Toughest: chemistry, physical education, and philosophy (the toughest, by far)


----------



## ColdFury (Nov 6, 2003)

*re: What subjects do you think are the easiest/toughest for*

Please don't edit a thread and turn it into something completely different than it originally was.


----------



## ghostgurl (Sep 20, 2004)

*re: What subjects do you think are the easiest/toughest for*

Easiest for me is science or psychology type classes. Hardest is math.


----------



## scairy (Sep 18, 2005)

*re: What subjects do you think are the easiest/toughest for*

easiest = management, marketing, economics, psychology, general ed requirements (-presentations)

hardest = english, speech, accounting, finance


----------



## Redox (Jan 20, 2006)

easiest = accounting, arts, history, english
hardest = chemistry, calculus, economics


----------



## Gerard (Feb 3, 2004)

*re: What subjects do you think are the easiest/toughest for*

Music, and Psychology easiest.

Hardest Physical Sciences. Hard extremely hard. Why? Because I don't care and not necessarily passionate about them or doesn't apply to my career aspirations.


----------



## sonya99 (Sep 5, 2005)

*re: To the Left, To the Left. What subjects do u like/disli*

I'm not very good at any subject. I absolutely hate math, and I dislike languages the least.


----------



## No Limit (Dec 6, 2005)

*re: To the Left, To the Left. What subjects do u like/disli*

English classes are my weakness. I always score only decently on tests that include reading comprehension. I guess it has to do with me being impatient to read through the paragraphs.

I like any classes that have to do with business or computers.


----------



## vicente (Nov 10, 2003)

*re: To the Left, To the Left. What subjects do u like/disli*

like: language courses, quantum mechanics (ok it's hard but it's fun)
dislike: differential equations, applied math (not good at math but i have to take it as part of my program)


----------



## Shy One (May 21, 2005)

*re: To the Left, To the Left. What subjects do u like/disli*

I'm absolutely terrible at Math! The easiest for me are English classes and things like Psychology and Sociology.


----------



## Chrysalii (Jun 24, 2006)

*re: To the Left, To the Left. What subjects do u like/disli*

This semester 
Easy: 20th century philosophy, Journalism, Western Civilization 2 (same prof I had in 1), Social Problems 
Hard: 
Damn near impossible: Elementary Spanish 2 
Spanish, or any language course has a lot of participation, and that gets me nervous (like most of you reading this) and at that point I can hardly speak my native language (English).


----------



## bezoomny (Feb 10, 2007)

*re: To the Left, To the Left. What subjects do u like/disli*

Best: Latin, history

Worst: math, science, economics


----------



## idunnowtf (Apr 28, 2006)

*re: To the Left, To the Left. What subjects do u like/disli*

When Beyonce sings that, what exactly is it supposed to mean?
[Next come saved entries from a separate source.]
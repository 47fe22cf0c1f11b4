use crate::{
    error::{Error, Result},
    types::{ConfigUpdate, Health, RemoteConfig, StartedTask, Task, UrlInfo},
};
use async_trait::async_trait;
use percent_encoding::{AsciiSet, NON_ALPHANUMERIC, utf8_percent_encode};
use reqwest::{
    Client, Method, Proxy, RequestBuilder, Response,
    header::{CONTENT_TYPE, HeaderMap, HeaderName, HeaderValue},
};
use serde::{Deserialize, Serialize, de::DeserializeOwned};
use std::{collections::HashMap, time::Duration};

/// 路径段中保留的字符之外一律转义
const SEGMENT: &AsciiSet = &NON_ALPHANUMERIC.remove(b'-').remove(b'_').remove(b'~');

/// 把任务 ID 编码为单个路径段
fn segment(task_id: &str) -> Result<String> {
    if matches!(task_id, "" | "." | "..") {
        return Err(Error::Validation(format!("Invalid task id {task_id:?}")));
    }
    Ok(utf8_percent_encode(task_id, SEGMENT).to_string())
}

/// 远端任务源
///
/// 服务端是任务状态的唯一事实来源，客户端只能读取或发出命令。
#[async_trait]
pub trait RemoteTaskSource: Send + Sync {
    async fn list_tasks(&self) -> Result<Vec<Task>>;

    async fn get_task(&self, task_id: &str) -> Result<Task>;

    async fn start_download(&self, url: &str, download_path: Option<&str>) -> Result<StartedTask>;

    async fn preload(&self, url: &str) -> Result<StartedTask>;

    async fn retry(&self, task_id: &str) -> Result<()>;

    async fn cancel(&self, task_id: &str) -> Result<()>;

    async fn delete(&self, task_id: &str) -> Result<()>;

    async fn logs(&self, task_id: &str) -> Result<Vec<String>>;

    async fn get_config(&self) -> Result<RemoteConfig>;

    async fn update_config(&self, update: &ConfigUpdate) -> Result<()>;

    async fn validate_url(&self, url: &str) -> Result<UrlInfo>;

    async fn health(&self) -> Result<Health>;
}

/// HTTP 客户端配置
#[derive(Debug, Clone)]
pub struct ClientConfig {
    /// 后端地址
    pub base_url: String,
    /// 单次请求超时
    pub timeout: Duration,
    pub user_agent: Option<String>,
    pub proxy: Option<String>,
    /// 附加请求头
    pub headers: HashMap<String, String>,
}

impl Default for ClientConfig {
    fn default() -> Self {
        Self {
            base_url: "http://localhost:5000".to_string(),
            timeout: Duration::from_secs(30),
            user_agent: Some(concat!("grovegrab/", env!("CARGO_PKG_VERSION")).to_string()),
            proxy: None,
            headers: HashMap::new(),
        }
    }
}

#[derive(Deserialize)]
struct ErrorBody {
    error: String,
}

#[derive(Deserialize)]
struct LogsBody {
    logs: Vec<String>,
}

/// 命令类接口的确认回执，内容不参与逻辑
#[derive(Deserialize)]
struct Ack {}

#[derive(Serialize)]
struct UrlBody<'a> {
    url: &'a str,
}

#[derive(Serialize)]
struct DownloadBody<'a> {
    url: &'a str,
    download_path: Option<&'a str>,
}

/// 基于 REST 接口的任务源
#[derive(Debug, Clone)]
pub struct HttpTaskSource {
    client: Client,
    base_url: String,
}

impl HttpTaskSource {
    pub fn new(base_url: impl Into<String>) -> Result<Self> {
        Self::with_config(ClientConfig {
            base_url: base_url.into(),
            ..Default::default()
        })
    }

    /// 使用自定义配置创建客户端
    pub fn with_config(config: ClientConfig) -> Result<Self> {
        let mut builder = Client::builder()
            .tcp_keepalive(Duration::from_secs(60))
            .timeout(config.timeout);

        // 设置代理
        if let Some(proxy_url) = &config.proxy {
            let proxy = Proxy::all(proxy_url)
                .map_err(|e| Error::Validation(format!("Invalid proxy {proxy_url}: {e}")))?;
            builder = builder.proxy(proxy);
        }

        if let Some(ua) = &config.user_agent {
            builder = builder.user_agent(ua.as_str());
        }

        let mut headers = HeaderMap::new();
        for (key, value) in &config.headers {
            let name = HeaderName::from_bytes(key.as_bytes())
                .map_err(|e| Error::Validation(format!("Invalid header {key}: {e}")))?;
            let value = HeaderValue::from_str(value)
                .map_err(|e| Error::Validation(format!("Invalid header {key}: {e}")))?;
            headers.insert(name, value);
        }
        builder = builder.default_headers(headers);

        let client = builder
            .build()
            .map_err(|e| Error::Transport(format!("Failed to build HTTP client: {e}")))?;

        Ok(Self {
            client,
            base_url: config.base_url.trim_end_matches('/').to_string(),
        })
    }

    pub fn base_url(&self) -> &str {
        &self.base_url
    }

    fn request(&self, method: Method, endpoint: &str) -> RequestBuilder {
        self.client
            .request(method, format!("{}{}", self.base_url, endpoint))
    }

    async fn send<T: DeserializeOwned>(&self, endpoint: &str, request: RequestBuilder) -> Result<T> {
        let response = request.send().await.map_err(|e| self.connect_error(endpoint, &e))?;
        self.decode(endpoint, response).await
    }

    fn connect_error(&self, endpoint: &str, err: &reqwest::Error) -> Error {
        tracing::debug!(endpoint, error = %err, "request failed");
        if err.is_timeout() {
            Error::Transport(format!("Request to {endpoint} timed out"))
        } else {
            Error::Transport(format!(
                "Cannot connect to backend server at {}. Please make sure it is running.",
                self.base_url
            ))
        }
    }

    /// 非 JSON 或形状不符的响应视为传输层错误；
    /// 非 2xx 的结构化错误原样透传
    async fn decode<T: DeserializeOwned>(&self, endpoint: &str, response: Response) -> Result<T> {
        let status = response.status();
        let is_json = response
            .headers()
            .get(CONTENT_TYPE)
            .and_then(|v| v.to_str().ok())
            .is_some_and(|v| v.contains("application/json"));
        if !is_json {
            return Err(Error::Transport(format!(
                "Backend server is not responding correctly. Make sure the server is running at {}",
                self.base_url
            )));
        }

        let bytes = response
            .bytes()
            .await
            .map_err(|e| self.connect_error(endpoint, &e))?;

        if !status.is_success() {
            let message = serde_json::from_slice::<ErrorBody>(&bytes)
                .map(|body| body.error)
                .unwrap_or_else(|_| format!("HTTP {}", status.as_u16()));
            return Err(Error::Application(message));
        }

        serde_json::from_slice(&bytes)
            .map_err(|e| Error::Transport(format!("Malformed response from {endpoint}: {e}")))
    }
}

#[async_trait]
impl RemoteTaskSource for HttpTaskSource {
    async fn list_tasks(&self) -> Result<Vec<Task>> {
        let endpoint = "/api/tasks";
        self.send(endpoint, self.request(Method::GET, endpoint)).await
    }

    async fn get_task(&self, task_id: &str) -> Result<Task> {
        let endpoint = format!("/api/tasks/{}", segment(task_id)?);
        self.send(&endpoint, self.request(Method::GET, &endpoint))
            .await
    }

    async fn start_download(&self, url: &str, download_path: Option<&str>) -> Result<StartedTask> {
        let endpoint = "/api/download";
        let body = DownloadBody { url, download_path };
        self.send(endpoint, self.request(Method::POST, endpoint).json(&body))
            .await
    }

    async fn preload(&self, url: &str) -> Result<StartedTask> {
        let endpoint = "/api/preload";
        self.send(
            endpoint,
            self.request(Method::POST, endpoint).json(&UrlBody { url }),
        )
        .await
    }

    async fn retry(&self, task_id: &str) -> Result<()> {
        let endpoint = format!("/api/tasks/{}/retry", segment(task_id)?);
        let _: Ack = self
            .send(&endpoint, self.request(Method::POST, &endpoint))
            .await?;
        Ok(())
    }

    async fn cancel(&self, task_id: &str) -> Result<()> {
        let endpoint = format!("/api/tasks/{}/cancel", segment(task_id)?);
        let _: Ack = self
            .send(&endpoint, self.request(Method::POST, &endpoint))
            .await?;
        Ok(())
    }

    async fn delete(&self, task_id: &str) -> Result<()> {
        let endpoint = format!("/api/tasks/{}", segment(task_id)?);
        let _: Ack = self
            .send(&endpoint, self.request(Method::DELETE, &endpoint))
            .await?;
        Ok(())
    }

    async fn logs(&self, task_id: &str) -> Result<Vec<String>> {
        let endpoint = format!("/api/logs/{}", segment(task_id)?);
        let body: LogsBody = self
            .send(&endpoint, self.request(Method::GET, &endpoint))
            .await?;
        Ok(body.logs)
    }

    async fn get_config(&self) -> Result<RemoteConfig> {
        let endpoint = "/api/config";
        self.send(endpoint, self.request(Method::GET, endpoint)).await
    }

    async fn update_config(&self, update: &ConfigUpdate) -> Result<()> {
        let endpoint = "/api/config";
        let _: Ack = self
            .send(endpoint, self.request(Method::POST, endpoint).json(update))
            .await?;
        Ok(())
    }

    async fn validate_url(&self, url: &str) -> Result<UrlInfo> {
        let endpoint = "/api/validate-url";
        self.send(
            endpoint,
            self.request(Method::POST, endpoint).json(&UrlBody { url }),
        )
        .await
    }

    async fn health(&self) -> Result<Health> {
        let endpoint = "/health";
        self.send(endpoint, self.request(Method::GET, endpoint)).await
    }
}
oh yeah...I liked Math, disliked Spanish


----------



## emptybottle (Jan 3, 2005)

*re: To the Left, To the Left. What subjects do u like/disli*

Worst EVER, 10x worse than Speech and Calculus combined: Organic Chemistry.


----------



## Hushed*Girl (Dec 29, 2006)

*re: To the Left, To the Left. What subjects do u like/disli*

Easy: Chemistry, Geometry, History

Hard: French, English

In between: Journalism. It's been pretty manageable so far, but I heard it's going to get really hard later on.


----------



## Strength (Aug 12, 2006)

*Re: re: To the Left, To the Left. What subjects do u like/d*



idunnowtf said:


> When Beyonce sings that, what exactly is it supposed to mean?


She's referring to what subjects a person likes/dislikes.


----------



## Johnny1234 (Nov 16, 2006)

*re: To the Left, To the Left. What subjects do u like/disli*

Easy: History, Psychology, English
Medium: Chemistry
Hard: Math


----------



## Chris435435 (Nov 6, 2005)

*re: To the Left, To the Left. What subjects do u like/disli*

To the Left, To the Left. What subjects do u like/dislike?

Are you using the line from Beyonce's song? lol. I don't understand your subject heading but I thought it was pretty funny


----------



## riverafan42 (Jun 18, 2006)

dislike: PHYSICS


----------



## ebolarama (Nov 13, 2006)

-


----------



## avro` (Feb 26, 2007)

*re: To the Left, To the Left. What subjects do u like/disli*

easiest = any business subject
hardest = any math subject


----------



## CopadoMexicano (Aug 21, 2004)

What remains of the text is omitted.